◆ What you have to do:
Word for word, return the lines from the top of the listing to the line containing "use crate::client::ConditionClient;", both ends included, and no others.
----
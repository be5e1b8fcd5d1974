//! Rate-limit fallback flow for the single-location detail panels.
//!
//! A `SampleFallbackController` owns one panel's state: the selected
//! location, the last payload or error, and the sample-data prompt. Fetches
//! are split into a ticket (issued here), the network call (run by the
//! caller on a cloned `ConditionClient`), and `apply`, which drops the
//! result if a newer ticket has been issued since. That split is what lets
//! a location change supersede an in-flight fetch without locks or
//! cancellation of the request itself.
//!
//! ```text
//!  Idle ──RateLimited──▶ AwaitingChoice ──accept──▶ Resolved(sample) ──retry done──▶ Idle
//!                             │
//!                             └──decline──▶ Idle  (error: "data retrieval limit reached")
//! ```

use crate::client::ConditionClient;
use crate::logging::{self, DataSource};
use crate::model::{ConditionError, ConditionRequest, ConditionResult, Location};
use serde_json::Value;
use thiserror::Error;

/// Where the sample-data prompt stands.
#[derive(Debug, Clone, Copy, PartialEq, Eq)]
pub enum FallbackState {
    Idle,
    /// Rate limit seen; waiting for the consumer's decision.
    AwaitingChoice,
    /// Decision taken, retry (if any) not yet applied.
    Resolved { use_sample: bool },
}

#[derive(Debug, Clone, Copy, PartialEq, Eq, Error)]
pub enum FallbackError {
    #[error("no sample-data decision is pending")]
    NoPendingChoice,
}

/// Permission to apply one fetch result. Issued by the controller, consumed
/// by `apply`.
#[derive(Debug)]
#[must_use = "a ticket is only useful if its fetch result is applied"]
pub struct FetchTicket {
    generation: u64,
    pub request: ConditionRequest,
}

/// What `apply` did with a result.
#[derive(Debug, Clone, Copy, PartialEq, Eq)]
pub enum ApplyOutcome {
    /// Payload stored.
    Loaded,
    /// Error stored.
    Failed,
    /// Rate limit seen; prompt is now showing.
    PromptShown,
    /// Result belonged to a superseded fetch and was ignored.
    Discarded,
}

pub struct SampleFallbackController {
    client: ConditionClient,
    location: Location,
    generation: u64,
    in_flight: bool,
    state: FallbackState,
    payload: Option<Value>,
    error: Option<ConditionError>,
}

impl SampleFallbackController {
    pub fn new(client: ConditionClient, location: Location) -> Self {
        Self {
            client,
            location,
            generation: 0,
            in_flight: false,
            state: FallbackState::Idle,
            payload: None,
            error: None,
        }
    }

    /// The client to run ticket requests on.
    pub fn client(&self) -> &ConditionClient {
        &self.client
    }

    pub fn location(&self) -> Location {
        self.location
    }

    pub fn state(&self) -> FallbackState {
        self.state
    }

    /// True only between a rate-limit detection and the consumer's choice.
    pub fn prompt_visible(&self) -> bool {
        self.state == FallbackState::AwaitingChoice
    }

    pub fn is_loading(&self) -> bool {
        self.in_flight
    }

    pub fn payload(&self) -> Option<&Value> {
        self.payload.as_ref()
    }

    pub fn error(&self) -> Option<&ConditionError> {
        self.error.as_ref()
    }

    fn issue(&mut self, request: ConditionRequest) -> FetchTicket {
        self.generation += 1;
        self.in_flight = true;
        FetchTicket {
            generation: self.generation,
            request,
        }
    }

    /// Switches to `location` and starts a fresh live fetch cycle. Any
    /// pending prompt is dropped and any in-flight result will be discarded.
    pub fn select_location(&mut self, location: Location) -> FetchTicket {
        if self.state != FallbackState::Idle {
            logging::debug(
                DataSource::from(self.client.kind()),
                Some(self.location.as_str()),
                "location changed; sample-data prompt aborted",
            );
        }
        self.location = location;
        self.state = FallbackState::Idle;
        self.payload = None;
        self.error = None;
        self.issue(ConditionRequest::live(location))
    }

    /// Starts a fresh live fetch cycle for the current location.
    pub fn refresh(&mut self) -> FetchTicket {
        self.select_location(self.location)
    }

    /// Accepts sample data. Returns the ticket for the single retry.
    pub fn choose_sample(&mut self) -> Result<FetchTicket, FallbackError> {
        if self.state != FallbackState::AwaitingChoice {
            return Err(FallbackError::NoPendingChoice);
        }
        self.state = FallbackState::Resolved { use_sample: true };
        Ok(self.issue(ConditionRequest::sample(self.location)))
    }

    /// Declines sample data. No further fetch is made.
    pub fn decline_sample(&mut self) -> Result<(), FallbackError> {
        if self.state != FallbackState::AwaitingChoice {
            return Err(FallbackError::NoPendingChoice);
        }
        self.error = Some(ConditionError::LimitReached);
        self.state = FallbackState::Idle;
        Ok(())
    }

    /// Applies a fetch result if its ticket is still current.
    pub fn apply(&mut self, ticket: FetchTicket, result: ConditionResult) -> ApplyOutcome {
        if ticket.generation != self.generation {
            logging::debug(
                DataSource::from(self.client.kind()),
                Some(ticket.request.location.as_str()),
                "discarding result of superseded fetch",
            );
            return ApplyOutcome::Discarded;
        }
        self.in_flight = false;

        if ticket.request.use_sample {
            // The retry ends the prompt cycle whatever it returned.
            self.state = FallbackState::Idle;
        }

        match result {
            ConditionResult::Ok(payload) => {
                self.payload = Some(payload);
                self.error = None;
                ApplyOutcome::Loaded
            }
            ConditionResult::RateLimited if !ticket.request.use_sample => {
                self.payload = None;
                self.error = None;
                self.state = FallbackState::AwaitingChoice;
                ApplyOutcome::PromptShown
            }
            ConditionResult::RateLimited => {
                self.payload = None;
                self.error = Some(ConditionError::LimitReached);
                ApplyOutcome::Failed
            }
            ConditionResult::Failed(err) => {
                self.payload = None;
                self.error = Some(err);
                ApplyOutcome::Failed
            }
        }
    }

    /// Runs a ticket to completion on this controller's client. Holding
    /// `&mut self` across the fetch means nothing can supersede it; use
    /// `client()` plus `apply` when the selection may change meanwhile.
    pub async fn run(&mut self, ticket: FetchTicket) -> ApplyOutcome {
        let client = self.client.clone();
        let result = client.fetch(ticket.request).await;
        self.apply(ticket, result)
    }

    /// Selects `location` and fetches it.
    pub async fn load(&mut self, location: Location) -> ApplyOutcome {
        let ticket = self.select_location(location);
        self.run(ticket).await
    }

    /// Accepts sample data and performs the retry.
    pub async fn accept_sample(&mut self) -> Result<ApplyOutcome, FallbackError> {
        let ticket = self.choose_sample()?;
        Ok(self.run(ticket).await)
    }
}
//! Live Backend Integration Tests
//!
//! These talk to a running dashboard backend and report which launch sites
//! are answering. They are ignored by default.
//!
//! Prerequisites:
//! - Backend listening on LAUNCHMON_API_BASE (default http://localhost:5000)
//!
//! Run with: cargo test --test live_backend -- --ignored --nocapture

use launchmon_service::client::ConditionClient;
use launchmon_service::config::DashboardConfig;
use launchmon_service::ingest::backend::HttpBackend;
use launchmon_service::model::{ConditionRequest, ConditionResult, Location, ResourceKind};
use launchmon_service::schedule::ScheduleFilter;
use launchmon_service::verify::{VerificationStatus, print_summary, verify_sites};
use std::sync::Arc;

fn backend() -> HttpBackend {
    let config = DashboardConfig::load(None).expect("configuration should load");
    HttpBackend::new(&config.api_base_url, config.request_timeout()).expect("backend URL should parse")
}

#[tokio::test]
#[ignore]
async fn test_every_site_answers() {
    let source = Arc::new(backend());
    let weather = ConditionClient::new(source.clone(), ResourceKind::Weather);
    let score = ConditionClient::new(source, ResourceKind::LaunchScore);

    let report = verify_sites(&weather, &score, &Location::ALL).await;
    print_summary(&report);

    assert_eq!(report.summary.total, Location::ALL.len());
    assert!(
        report.results.iter().all(|r| r.status != VerificationStatus::Failed),
        "some sites failed outright"
    );
}

#[tokio::test]
#[ignore]
async fn test_sample_data_is_served_for_known_site() {
    let client = ConditionClient::new(Arc::new(backend()), ResourceKind::LaunchScore);

    let result = client
        .fetch(ConditionRequest::sample(Location::KennedySpaceCenter))
        .await;

    match result {
        ConditionResult::Ok(payload) => println!("sample payload: {}", payload),
        other => panic!("expected sample data, got {:?}", other),
    }
}

#[tokio::test]
#[ignore]
async fn test_schedule_filter_by_site() {
    let filter = ScheduleFilter {
        site: Some(Location::KennedySpaceCenter),
        ..Default::default()
    };
    let entries = backend()
        .fetch_launch_schedule(&filter)
        .await
        .expect("schedule should load");

    println!("{} launches at Kennedy Space Center", entries.len());
    assert!(entries.iter().all(|e| e.site == "Kennedy Space Center"));
}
----
◆ Your solution:
repository be5e1b8fcd5d1974
//! Rate-limit fallback flow for the single-location detail panels.
//!
//! A `SampleFallbackController` owns one panel's state: the selected
//! location, the last payload or error, and the sample-data prompt. Fetches
//! are split into a ticket (issued here), the network call (run by the
//! caller on a cloned `ConditionClient`), and `apply`, which drops the
//! result if a newer ticket has been issued since. That split is what lets
//! a location change supersede an in-flight fetch without locks or
//! cancellation of the request itself.
//!
//! ```text
//!  Idle ──RateLimited──▶ AwaitingChoice ──accept──▶ Resolved(sample) ──retry done──▶ Idle
//!                             │
//!                             └──decline──▶ Idle  (error: "data retrieval limit reached")
//! ```

use crate::client::ConditionClient;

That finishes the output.